Вошла Катя, поставила на стол, на обломок керамической плитки, черный пыхтящий чайник. Только стали чай пить, как из коридора донеслось грозное:
— Почему дверь не навешиваете? Водовозовы! Ломать ломаете, а как чинить, так никого нету!
Катя сделала в сторону двери гримаску, язык показала. Странно: вертлявая курносая девчонка, с тонкой и белой, как свечка, шеей, — а мне она нравилась. Каждое ее движение нравилось.
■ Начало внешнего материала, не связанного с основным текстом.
//! Hardware-independent core library for nodecheck
//!
//! nodecheck is a pair of bring-up images for a sensor node: one polls an
//! MPU6050 over I2C and keeps trying to reconnect when it drops off the bus,
//! the other proves an SSD1306 OLED is alive by drawing a counter.
//!
//! Everything that does not touch ESP32 registers lives here so it can be
//! unit-tested on the host and reused by the desktop simulator:
//!
//! - [`sensors`]: the [`sensors::ImuSensor`] trait and the MPU6050 driver
//! - [`monitor`]: the connected/lost state machine around a sensor
//! - [`display`]: opening the SSD1306 panel and the two screens
//! - [`counter`]: the display counter loop
//! - [`diagnostics`]: every console message either image prints
//!
//! It is `#![no_std]` and allocation-free.

#![no_std]

#[cfg(test)]
extern crate std;

pub mod config;
pub mod counter;
pub mod diagnostics;
pub mod display;
pub mod error;
pub mod monitor;
pub mod sensors;

#[cfg(test)]
mod test_support;

pub use error::StartupError;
Ну, делать нечего, пошли чинить дверь. Молоток, гвозди нашлись. Новую петлю принесла Шура Безрук. Я спросил, как поживает Ушкало.
— А, вон ты кто, — вспомнила она. — Гангутец, да? Как зовут? Земсков Борис? Ну да, помню. Вася хорошо поживает. Готовятся они сильно. Сегодня, правда, обещал прийти домой.